Prenatal diagnosis of congenital nephrosis in 23 high-risk families
P. Aula, J. Rapola, O. Karjalainen, J. Lindgren, A. L. Hartikainen and M. Seppala
The efficacy of maternal serum and amniotic fluid alpha-fetoprotein (AFP)
estimation for the prenatal detection of congenital nephrosis was assessed
in 23 pregnancies of couples with a previously affected child. At 15 to 18
weeks' gestation, amniotic fluid AFP concentration was elevated in seven of
23 cases, and maternal serum AFP level in five of these. Legal abortion was
carried out at 18 to 19 weeks in all those cases where he amniotic fluid
AFP concentration was abnormally high, and in all cases the fetus was found
to be affected.
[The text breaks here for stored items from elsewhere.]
pub mod service;
pub mod transfer;
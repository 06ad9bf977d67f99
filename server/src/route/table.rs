use crate::controller::Controller;
use crate::error::ErrorStatus;
use crate::handler::{AppModule, BookStore};
use crate::response::TablePresenter;
use application::service::GetTableNameService;
use axum::extract::State;
use axum::routing::get;
use axum::Router;

pub trait TableRouter {
    fn route_table(self) -> Self;
}

impl<D: BookStore> TableRouter for Router<AppModule<D>> {
    fn route_table(self) -> Self {
        self.route(
            "/tables",
            get(|State(module): State<AppModule<D>>| async move {
                Controller::new((), TablePresenter)
                    .bypass(|| module.database().get_table_names())
                    .await
                    .map_err(ErrorStatus::from)
            }),
        )
    }
}
use kernel::prelude::entity::{Book, DestructBook};

#[derive(Debug, Clone, Eq, PartialEq)]
pub struct BookDto {
    pub id: String,
    pub title: String,
    pub author: String,
    pub quantity: i32,
}

impl From<Book> for BookDto {
    fn from(value: Book) -> Self {
        let DestructBook {
            id,
            title,
            author,
            quantity,
        } = value.into_destruct();
        Self {
            id: id.into(),
            title: title.into(),
            author: author.into(),
            quantity: quantity.into(),
        }
    }
}

pub struct GetBookDto {
    pub id: String,
}

pub struct CreateBookDto {
    pub id: String,
    pub title: String,
    pub author: String,
    pub quantity: i32,
}

pub struct UpdateBookDto {
    pub id: String,
    pub title: String,
    pub author: String,
    pub quantity: i32,
}

pub struct DeleteBookDto {
    pub id: String,
}
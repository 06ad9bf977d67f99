use std::ops::Deref;
use std::sync::Arc;

use application::service::{
    CreateBookService, DeleteBookService, GetBookService, GetTableNameService, UpdateBookService,
};

/// Everything the router needs from a record store backend.
pub trait BookStore:
    GetBookService + CreateBookService + UpdateBookService + DeleteBookService + GetTableNameService
{
}

impl<T> BookStore for T where
    T: GetBookService
        + CreateBookService
        + UpdateBookService
        + DeleteBookService
        + GetTableNameService
{
}

pub struct AppModule<D>(Arc<Handler<D>>);

impl<D> AppModule<D> {
    pub fn new(database: D) -> Self {
        Self(Arc::new(Handler::init(database)))
    }
}

impl<D> Clone for AppModule<D> {
    fn clone(&self) -> Self {
        Self(Arc::clone(&self.0))
    }
}

impl<D> Deref for AppModule<D> {
    type Target = Handler<D>;
    fn deref(&self) -> &Self::Target {
        Deref::deref(&self.0)
    }
}

pub struct Handler<D> {
    database: D,
}

impl<D> Handler<D> {
    pub fn init(database: D) -> Self {
        Self { database }
    }

    pub fn database(&self) -> &D {
        &self.database
    }
}
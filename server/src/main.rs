use crate::config::{ServerConfig, StoreKind};
use crate::error::StackTrace;
use crate::handler::{AppModule, BookStore};
use driver::database::{InMemoryDatabase, PostgresDatabase};
use error_stack::ResultExt;
use kernel::KernelError;
use tokio::net::TcpListener;
use tracing_subscriber::layer::SubscriberExt;
use tracing_subscriber::util::SubscriberInitExt;
use tracing_subscriber::Layer;

mod config;
mod controller;
mod error;
mod handler;
mod request;
mod response;
mod route;

#[tokio::main]
async fn main() -> Result<(), StackTrace> {
    // .env is optional
    let _ = dotenvy::dotenv();

    let appender = tracing_appender::rolling::daily(std::path::Path::new("./logs/"), "debug.log");
    let (non_blocking_appender, _guard) = tracing_appender::non_blocking(appender);
    tracing_subscriber::registry()
        .with(
            tracing_subscriber::fmt::layer()
                .with_filter(tracing_subscriber::EnvFilter::new(
                    std::env::var("RUST_LOG").unwrap_or_else(|_| {
                        "driver=debug,server=debug,tower_http=debug,sqlx=info".into()
                    }),
                ))
                .with_filter(tracing_subscriber::filter::LevelFilter::DEBUG),
        )
        .with(
            tracing_subscriber::fmt::Layer::default()
                .with_writer(non_blocking_appender)
                .with_ansi(false)
                .with_filter(tracing_subscriber::filter::LevelFilter::DEBUG),
        )
        .init();

    let config = ServerConfig::from_env()?;
    tracing::info!(store = ?config.store, bind = %config.bind, "Starting book service");

    match config.store {
        StoreKind::Postgres => serve(AppModule::new(PostgresDatabase::new().await?), &config).await?,
        StoreKind::Memory => serve(AppModule::new(InMemoryDatabase::new()), &config).await?,
    }

    Ok(())
}

async fn serve<D: BookStore>(
    app: AppModule<D>,
    config: &ServerConfig,
) -> error_stack::Result<(), KernelError> {
    let router = route::layered(route::routes(), config.request_timeout).with_state(app);

    let tcp = TcpListener::bind(config.bind)
        .await
        .change_context_lazy(|| KernelError::Internal)
        .attach_printable_lazy(|| format!("Failed to listen tcp on {}", config.bind))?;

    axum::serve(tcp, router.into_make_service())
        .with_graceful_shutdown(shutdown_signal())
        .await
        .change_context_lazy(|| KernelError::Internal)?;

    tracing::info!("Book service stopped");
    Ok(())
}

async fn shutdown_signal() {
    let ctrl_c = async {
        if let Err(e) = tokio::signal::ctrl_c().await {
            tracing::error!("Failed to listen for ctrl-c: {e}");
            std::future::pending::<()>().await;
        }
    };

    #[cfg(unix)]
    let terminate = async {
        match tokio::signal::unix::signal(tokio::signal::unix::SignalKind::terminate()) {
            Ok(mut signal) => {
                signal.recv().await;
            }
            Err(e) => {
                tracing::error!("Failed to listen for SIGTERM: {e}");
                std::future::pending::<()>().await;
            }
        }
    };

    #[cfg(not(unix))]
    let terminate = std::future::pending::<()>();

    tokio::select! {
        _ = ctrl_c => {},
        _ = terminate => {},
    }
    tracing::info!("Shutdown signal received, draining connections");
}
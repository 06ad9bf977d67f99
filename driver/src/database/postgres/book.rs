use sqlx::PgConnection;

use kernel::interface::query::{BookQuery, DependOnBookQuery};
use kernel::interface::update::{BookModifier, DependOnBookModifier};
use kernel::prelude::entity::{Book, BookAuthor, BookId, BookQuantity, BookTitle};
use kernel::KernelError;

use crate::database::postgres::{PostgresDatabase, PostgresTransaction};
use crate::error::ConvertError;

pub struct PostgresBookRepository;

impl DependOnBookQuery for PostgresDatabase {
    type BookQuery = PostgresBookRepository;
    fn book_query(&self) -> &Self::BookQuery {
        &PostgresBookRepository
    }
}

impl DependOnBookModifier for PostgresDatabase {
    type BookModifier = PostgresBookRepository;
    fn book_modifier(&self) -> &Self::BookModifier {
        &PostgresBookRepository
    }
}

#[async_trait::async_trait]
impl BookQuery for PostgresBookRepository {
    type Transaction = PostgresTransaction;

    async fn find_all(
        &self,
        con: &mut PostgresTransaction,
    ) -> error_stack::Result<Vec<Book>, KernelError> {
        PgBookInternal::find_all(con).await
    }

    async fn find_by_id(
        &self,
        con: &mut PostgresTransaction,
        id: &BookId,
    ) -> error_stack::Result<Option<Book>, KernelError> {
        PgBookInternal::find_by_id(con, id).await
    }
}

#[async_trait::async_trait]
impl BookModifier for PostgresBookRepository {
    type Transaction = PostgresTransaction;

    async fn create(
        &self,
        con: &mut PostgresTransaction,
        book: &Book,
    ) -> error_stack::Result<(), KernelError> {
        PgBookInternal::create(con, book).await
    }

    async fn update(
        &self,
        con: &mut PostgresTransaction,
        book: &Book,
    ) -> error_stack::Result<u64, KernelError> {
        PgBookInternal::update(con, book).await
    }

    async fn delete(
        &self,
        con: &mut PostgresTransaction,
        book_id: &BookId,
    ) -> error_stack::Result<u64, KernelError> {
        PgBookInternal::delete(con, book_id).await
    }
}

#[derive(sqlx::FromRow)]
struct BookRow {
    id: String,
    title: String,
    author: String,
    quantity: i32,
}

impl From<BookRow> for Book {
    fn from(value: BookRow) -> Self {
        Book::new(
            BookId::new(value.id),
            BookTitle::new(value.title),
            BookAuthor::new(value.author),
            BookQuantity::new(value.quantity),
        )
    }
}

pub(in crate::database) struct PgBookInternal;

impl PgBookInternal {
    async fn find_all(con: &mut PgConnection) -> error_stack::Result<Vec<Book>, KernelError> {
        let rows = sqlx::query_as::<_, BookRow>(
            // language=postgresql
            r#"
            SELECT id, title, author, quantity
            FROM books
            ORDER BY id
            "#,
        )
        .fetch_all(con)
        .await
        .convert_error()?;
        Ok(rows.into_iter().map(Book::from).collect())
    }

    async fn find_by_id(
        con: &mut PgConnection,
        id: &BookId,
    ) -> error_stack::Result<Option<Book>, KernelError> {
        let row = sqlx::query_as::<_, BookRow>(
            // language=postgresql
            r#"
            SELECT id, title, author, quantity
            FROM books
            WHERE id = $1
            "#,
        )
        .bind(id.as_ref())
        .fetch_optional(con)
        .await
        .convert_error()?;
        Ok(row.map(Book::from))
    }

    async fn create(con: &mut PgConnection, book: &Book) -> error_stack::Result<(), KernelError> {
        // language=postgresql
        sqlx::query(
            r#"
            INSERT INTO books (id, title, author, quantity)
            VALUES ($1, $2, $3, $4)
            "#,
        )
        .bind(book.id().as_ref())
        .bind(book.title().as_ref())
        .bind(book.author().as_ref())
        .bind(book.quantity().as_ref())
        .execute(con)
        .await
        .convert_error()?;
        Ok(())
    }

    async fn update(con: &mut PgConnection, book: &Book) -> error_stack::Result<u64, KernelError> {
        // language=postgresql
        let result = sqlx::query(
            r#"
            UPDATE books
            SET title = $2, author = $3, quantity = $4
            WHERE id = $1
            "#,
        )
        .bind(book.id().as_ref())
        .bind(book.title().as_ref())
        .bind(book.author().as_ref())
        .bind(book.quantity().as_ref())
        .execute(con)
        .await
        .convert_error()?;
        Ok(result.rows_affected())
    }

    async fn delete(
        con: &mut PgConnection,
        book_id: &BookId,
    ) -> error_stack::Result<u64, KernelError> {
        // language=postgresql
        let result = sqlx::query(
            r#"
            DELETE FROM books
            WHERE id = $1
            "#,
        )
        .bind(book_id.as_ref())
        .execute(con)
        .await
        .convert_error()?;
        Ok(result.rows_affected())
    }
}
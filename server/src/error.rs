use axum::extract::rejection::JsonRejection;
use axum::http::StatusCode;
use axum::response::IntoResponse;
use axum::Json;
use error_stack::Report;
use kernel::KernelError;
use serde::Serialize;
use std::fmt::{Debug, Formatter};

/// Returned from `main`; `Result`'s `Termination` prints it through `Debug`.
pub struct StackTrace(Report<KernelError>);

impl Debug for StackTrace {
    fn fmt(&self, f: &mut Formatter<'_>) -> std::fmt::Result {
        Debug::fmt(&self.0, f)
    }
}

impl From<Report<KernelError>> for StackTrace {
    fn from(e: Report<KernelError>) -> Self {
        StackTrace(e)
    }
}

#[derive(Debug)]
pub enum ErrorStatus {
    Kernel(Report<KernelError>),
    BadRequest(JsonRejection),
}

impl From<Report<KernelError>> for ErrorStatus {
    fn from(e: Report<KernelError>) -> Self {
        ErrorStatus::Kernel(e)
    }
}

impl From<JsonRejection> for ErrorStatus {
    fn from(e: JsonRejection) -> Self {
        ErrorStatus::BadRequest(e)
    }
}

#[derive(Debug, Serialize)]
struct ErrorMessage {
    message: &'static str,
}

impl IntoResponse for ErrorStatus {
    fn into_response(self) -> axum::response::Response {
        let (status, message) = match self {
            ErrorStatus::Kernel(report) => match report.current_context() {
                KernelError::NotFound => {
                    tracing::debug!("{report:?}");
                    (StatusCode::NOT_FOUND, "book not found")
                }
                KernelError::Internal => {
                    tracing::error!("{report:?}");
                    (StatusCode::INTERNAL_SERVER_ERROR, "internal error")
                }
            },
            ErrorStatus::BadRequest(rejection) => {
                tracing::debug!(%rejection, "Rejected request body");
                (StatusCode::BAD_REQUEST, "bad request")
            }
        };
        (status, Json(ErrorMessage { message })).into_response()
    }
}
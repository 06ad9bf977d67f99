mod author;
mod id;
mod quantity;
mod title;

pub use self::{author::*, id::*, quantity::*, title::*};
use destructure::{Destructure, Mutation};
use vodca::References;

#[derive(Debug, Clone, Eq, PartialEq, References, Destructure, Mutation)]
pub struct Book {
    id: BookId,
    title: BookTitle,
    author: BookAuthor,
    quantity: BookQuantity,
}

impl Book {
    pub fn new(id: BookId, title: BookTitle, author: BookAuthor, quantity: BookQuantity) -> Self {
        Self {
            id,
            title,
            author,
            quantity,
        }
    }
}
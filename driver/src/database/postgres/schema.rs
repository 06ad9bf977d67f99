use sqlx::PgConnection;

use kernel::interface::query::{DependOnSchemaQuery, SchemaQuery};
use kernel::KernelError;

use crate::database::postgres::{PostgresDatabase, PostgresTransaction};
use crate::error::ConvertError;

pub struct PostgresSchemaRepository;

impl DependOnSchemaQuery for PostgresDatabase {
    type SchemaQuery = PostgresSchemaRepository;
    fn schema_query(&self) -> &Self::SchemaQuery {
        &PostgresSchemaRepository
    }
}

#[async_trait::async_trait]
impl SchemaQuery for PostgresSchemaRepository {
    type Transaction = PostgresTransaction;

    async fn table_names(
        &self,
        con: &mut PostgresTransaction,
    ) -> error_stack::Result<Vec<String>, KernelError> {
        PgSchemaInternal::table_names(con).await
    }
}

pub(in crate::database) struct PgSchemaInternal;

impl PgSchemaInternal {
    async fn table_names(con: &mut PgConnection) -> error_stack::Result<Vec<String>, KernelError> {
        // information_schema columns are `sql_identifier`, cast so they decode as TEXT
        // language=postgresql
        sqlx::query_scalar::<_, String>(
            r#"
            SELECT table_name::text
            FROM information_schema.tables
            WHERE table_schema = 'public'
            "#,
        )
        .fetch_all(con)
        .await
        .convert_error()
    }
}
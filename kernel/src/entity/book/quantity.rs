use vodca::{AsRefln, Fromln};

/// Copies on hand. Negative values are stored as given.
#[derive(Debug, Clone, Eq, PartialEq, Fromln, AsRefln)]
pub struct BookQuantity(i32);

impl BookQuantity {
    pub fn new(quantity: impl Into<i32>) -> Self {
        Self(quantity.into())
    }
}
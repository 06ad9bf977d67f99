use std::fmt::Display;

use vodca::{AsRefln, Fromln};

#[derive(Debug, Clone, Eq, PartialEq, Hash, Fromln, AsRefln)]
pub struct BookId(String);

impl BookId {
    pub fn new(id: impl Into<String>) -> Self {
        Self(id.into())
    }
}

impl Display for BookId {
    fn fmt(&self, f: &mut std::fmt::Formatter<'_>) -> std::fmt::Result {
        write!(f, "{}", self.0)
    }
}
The diagnosis of intrauterine congenital nephrosis was
obvious by electron microscopic examination of the fetal kidney, but not by
light microscopy. The child was born without congenital nephrosis in all 16
cases where amniotic fluid AFP level was normal, and in 16 of 18 cases
(89%) where maternal serum AFP concentration was normal. Thus, the amniotic
fluid AFP assay is more reliable and is recommended whenever congenital
nephrosis is suspected on the basis of family history.